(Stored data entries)
= = = =

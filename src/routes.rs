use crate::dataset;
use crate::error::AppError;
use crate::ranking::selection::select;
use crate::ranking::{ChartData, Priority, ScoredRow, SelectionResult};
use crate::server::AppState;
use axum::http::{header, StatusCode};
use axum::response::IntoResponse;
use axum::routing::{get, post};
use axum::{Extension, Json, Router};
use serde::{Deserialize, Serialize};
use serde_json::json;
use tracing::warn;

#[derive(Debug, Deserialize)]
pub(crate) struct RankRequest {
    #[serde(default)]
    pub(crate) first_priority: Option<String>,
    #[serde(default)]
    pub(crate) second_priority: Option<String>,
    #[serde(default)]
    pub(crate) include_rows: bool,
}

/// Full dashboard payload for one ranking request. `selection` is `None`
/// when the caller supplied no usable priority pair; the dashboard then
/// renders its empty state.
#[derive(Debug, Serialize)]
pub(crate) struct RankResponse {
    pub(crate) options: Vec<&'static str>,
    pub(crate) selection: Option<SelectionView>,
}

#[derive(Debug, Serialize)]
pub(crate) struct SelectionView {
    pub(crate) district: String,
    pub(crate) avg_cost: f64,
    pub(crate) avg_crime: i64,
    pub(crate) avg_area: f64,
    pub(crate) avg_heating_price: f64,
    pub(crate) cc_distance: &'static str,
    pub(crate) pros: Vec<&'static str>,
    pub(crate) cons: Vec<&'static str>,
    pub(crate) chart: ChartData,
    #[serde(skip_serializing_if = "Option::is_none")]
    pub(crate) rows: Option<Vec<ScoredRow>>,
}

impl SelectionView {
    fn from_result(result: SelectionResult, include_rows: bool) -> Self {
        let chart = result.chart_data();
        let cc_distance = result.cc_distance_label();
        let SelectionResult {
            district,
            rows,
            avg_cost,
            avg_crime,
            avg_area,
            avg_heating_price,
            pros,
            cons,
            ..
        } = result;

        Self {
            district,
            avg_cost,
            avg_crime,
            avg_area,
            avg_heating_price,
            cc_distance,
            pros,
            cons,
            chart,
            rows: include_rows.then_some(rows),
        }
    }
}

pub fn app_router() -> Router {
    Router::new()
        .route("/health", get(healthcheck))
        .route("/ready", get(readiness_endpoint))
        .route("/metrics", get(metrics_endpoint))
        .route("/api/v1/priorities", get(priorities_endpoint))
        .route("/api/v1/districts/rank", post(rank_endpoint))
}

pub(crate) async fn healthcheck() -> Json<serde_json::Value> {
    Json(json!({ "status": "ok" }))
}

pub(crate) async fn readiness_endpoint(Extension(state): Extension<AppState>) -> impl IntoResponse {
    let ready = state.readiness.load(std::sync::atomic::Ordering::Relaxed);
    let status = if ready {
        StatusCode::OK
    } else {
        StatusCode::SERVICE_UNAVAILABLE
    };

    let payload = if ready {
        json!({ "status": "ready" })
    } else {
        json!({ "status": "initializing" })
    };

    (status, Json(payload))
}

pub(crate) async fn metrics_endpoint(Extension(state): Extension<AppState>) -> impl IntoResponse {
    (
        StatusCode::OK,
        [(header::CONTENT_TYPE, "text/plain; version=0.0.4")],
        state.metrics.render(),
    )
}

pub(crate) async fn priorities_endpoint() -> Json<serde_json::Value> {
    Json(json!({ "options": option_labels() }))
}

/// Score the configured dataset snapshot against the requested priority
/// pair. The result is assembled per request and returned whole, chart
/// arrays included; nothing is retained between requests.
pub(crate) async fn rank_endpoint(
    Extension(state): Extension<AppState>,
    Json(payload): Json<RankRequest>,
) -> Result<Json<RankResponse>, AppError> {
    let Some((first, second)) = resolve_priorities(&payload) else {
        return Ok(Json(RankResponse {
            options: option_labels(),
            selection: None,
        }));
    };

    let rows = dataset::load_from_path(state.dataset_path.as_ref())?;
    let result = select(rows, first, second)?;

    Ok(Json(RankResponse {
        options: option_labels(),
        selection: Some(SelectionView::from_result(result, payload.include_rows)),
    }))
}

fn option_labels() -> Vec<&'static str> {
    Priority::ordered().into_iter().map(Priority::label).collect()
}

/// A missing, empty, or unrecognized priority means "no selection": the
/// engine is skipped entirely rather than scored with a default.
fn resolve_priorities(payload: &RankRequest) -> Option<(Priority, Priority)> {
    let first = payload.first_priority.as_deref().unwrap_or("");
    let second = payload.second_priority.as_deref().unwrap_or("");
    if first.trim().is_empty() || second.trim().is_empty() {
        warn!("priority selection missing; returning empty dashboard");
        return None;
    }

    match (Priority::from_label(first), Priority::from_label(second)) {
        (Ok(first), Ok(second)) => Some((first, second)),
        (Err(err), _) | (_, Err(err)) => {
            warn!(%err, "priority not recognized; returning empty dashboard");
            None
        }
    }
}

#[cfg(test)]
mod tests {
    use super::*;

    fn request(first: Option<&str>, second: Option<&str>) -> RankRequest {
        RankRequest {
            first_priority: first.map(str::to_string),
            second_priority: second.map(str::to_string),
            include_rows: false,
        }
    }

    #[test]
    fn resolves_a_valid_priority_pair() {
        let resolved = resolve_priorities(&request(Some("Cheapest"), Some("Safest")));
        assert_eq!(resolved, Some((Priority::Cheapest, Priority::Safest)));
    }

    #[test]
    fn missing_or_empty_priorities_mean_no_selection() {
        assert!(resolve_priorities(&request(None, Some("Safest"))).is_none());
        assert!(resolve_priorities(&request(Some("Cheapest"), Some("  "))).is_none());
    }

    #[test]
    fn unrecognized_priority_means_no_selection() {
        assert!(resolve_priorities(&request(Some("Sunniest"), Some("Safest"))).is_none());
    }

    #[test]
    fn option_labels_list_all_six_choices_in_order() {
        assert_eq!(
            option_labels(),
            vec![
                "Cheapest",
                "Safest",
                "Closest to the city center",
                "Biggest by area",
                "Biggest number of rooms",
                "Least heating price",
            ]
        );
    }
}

= = = =

Transcribe the data above in full, keeping every word as it is.

● **Result for this task**
filename src/routes.rs
use crate::dataset;
use crate::error::AppError;
use crate::ranking::selection::select;
use crate::ranking::{ChartData, Priority, ScoredRow, SelectionResult};
use crate::server::AppState;
use axum::http::{header, StatusCode};
use axum::response::IntoResponse;
use axum::routing::{get, post};
use axum::{Extension, Json, Router};
use serde::{Deserialize, Serialize};
use serde_json::json;
use tracing::warn;

#[derive(Debug, Deserialize)]
pub(crate) struct RankRequest {
    #[serde(default)]
    pub(crate) first_priority: Option<String>,
    #[serde(default)]
    pub(crate) second_priority: Option<String>,
    #[serde(default)]
    pub(crate) include_rows: bool,
}

/// Full dashboard payload for one ranking request. `selection` is `None`
/// when the caller supplied no usable priority pair; the dashboard then
/// renders its empty state.
#[derive(Debug, Serialize)]
pub(crate) struct RankResponse {
    pub(crate) options: Vec<&'static str>,
    pub(crate) selection: Option<SelectionView>,
}

#[derive(Debug, Serialize)]
pub(crate) struct SelectionView {
    pub(crate) district: String,
    pub(crate) avg_cost: f64,
    pub(crate) avg_crime: i64,
    pub(crate) avg_area: f64,
    pub(crate) avg_heating_price: f64,
    pub(crate) cc_distance: &'static str,
    pub(crate) pros: Vec<&'static str>,
    pub(crate) cons: Vec<&'static str>,
    pub(crate) chart: ChartData,
    #[serde(skip_serializing_if = "Option::is_none")]
    pub(crate) rows: Option<Vec<ScoredRow>>,
}

impl SelectionView {
    fn from_result(result: SelectionResult, include_rows: bool) -> Self {
        let chart = result.chart_data();
        let cc_distance = result.cc_distance_label();
        let SelectionResult {
            district,
            rows,
            avg_cost,
            avg_crime,
            avg_area,
            avg_heating_price,
            pros,
            cons,
            ..
        } = result;

        Self {
            district,
            avg_cost,
            avg_crime,
            avg_area,
            avg_heating_price,
            cc_distance,
            pros,
            cons,
            chart,
            rows: include_rows.then_some(rows),
        }
    }
}

pub fn app_router() -> Router {
    Router::new()
        .route("/health", get(healthcheck))
        .route("/ready", get(readiness_endpoint))
        .route("/metrics", get(metrics_endpoint))
        .route("/api/v1/priorities", get(priorities_endpoint))
        .route("/api/v1/districts/rank", post(rank_endpoint))
}

pub(crate) async fn healthcheck() -> Json<serde_json::Value> {
    Json(json!({ "status": "ok" }))
}

pub(crate) async fn readiness_endpoint(Extension(state): Extension<AppState>) -> impl IntoResponse {
    let ready = state.readiness.load(std::sync::atomic::Ordering::Relaxed);
    let status = if ready {
        StatusCode::OK
    } else {
        StatusCode::SERVICE_UNAVAILABLE
    };

    let payload = if ready {
        json!({ "status": "ready" })
    } else {
        json!({ "status": "initializing" })
    };

    (status, Json(payload))
}

pub(crate) async fn metrics_endpoint(Extension(state): Extension<AppState>) -> impl IntoResponse {
    (
        StatusCode::OK,
        [(header::CONTENT_TYPE, "text/plain; version=0.0.4")],
        state.metrics.render(),
    )
}

pub(crate) async fn priorities_endpoint() -> Json<serde_json::Value> {
    Json(json!({ "options": option_labels() }))
}

/// Score the configured dataset snapshot against the requested priority
/// pair. The result is assembled per request and returned whole, chart
/// arrays included; nothing is retained between requests.
pub(crate) async fn rank_endpoint(
    Extension(state): Extension<AppState>,
    Json(payload): Json<RankRequest>,
) -> Result<Json<RankResponse>, AppError> {
    let Some((first, second)) = resolve_priorities(&payload) else {
        return Ok(Json(RankResponse {
            options: option_labels(),
            selection: None,
        }));
    };

    let rows = dataset::load_from_path(state.dataset_path.as_ref())?;
    let result = select(rows, first, second)?;

    Ok(Json(RankResponse {
        options: option_labels(),
        selection: Some(SelectionView::from_result(result, payload.include_rows)),
    }))
}

fn option_labels() -> Vec<&'static str> {
    Priority::ordered().into_iter().map(Priority::label).collect()
}

/// A missing, empty, or unrecognized priority means "no selection": the
/// engine is skipped entirely rather than scored with a default.
fn resolve_priorities(payload: &RankRequest) -> Option<(Priority, Priority)> {
    let first = payload.first_priority.as_deref().unwrap_or("");
    let second = payload.second_priority.as_deref().unwrap_or("");
    if first.trim().is_empty() || second.trim().is_empty() {
        warn!("priority selection missing; returning empty dashboard");
        return None;
    }

    match (Priority::from_label(first), Priority::from_label(second)) {
        (Ok(first), Ok(second)) => Some((first, second)),
        (Err(err), _) | (_, Err(err)) => {
            warn!(%err, "priority not recognized; returning empty dashboard");
            None
        }
    }
}

#[cfg(test)]
mod tests {
    use super::*;

    fn request(first: Option<&str>, second: Option<&str>) -> RankRequest {
        RankRequest {
            first_priority: first.map(str::to_string),
            second_priority: second.map(str::to_string),
            include_rows: false,
        }
    }

    #[test]
    fn resolves_a_valid_priority_pair() {
        let resolved = resolve_priorities(&request(Some("Cheapest"), Some("Safest")));
        assert_eq!(resolved, Some((Priority::Cheapest, Priority::Safest)));
    }

    #[test]
    fn missing_or_empty_priorities_mean_no_selection() {
        assert!(resolve_priorities(&request(None, Some("Safest"))).is_none());
        assert!(resolve_priorities(&request(Some("Cheapest"), Some("  "))).is_none());
    }

    #[test]
    fn unrecognized_priority_means_no_selection() {
        assert!(resolve_priorities(&request(Some("Sunniest"), Some("Safest"))).is_none());
    }

    #[test]
    fn option_labels_list_all_six_choices_in_order() {
        assert_eq!(
            option_labels(),
            vec![
                "Cheapest",
                "Safest",
                "Closest to the city center",
                "Biggest by area",
                "Biggest number of rooms",
                "Least heating price",
            ]
        );
    }
}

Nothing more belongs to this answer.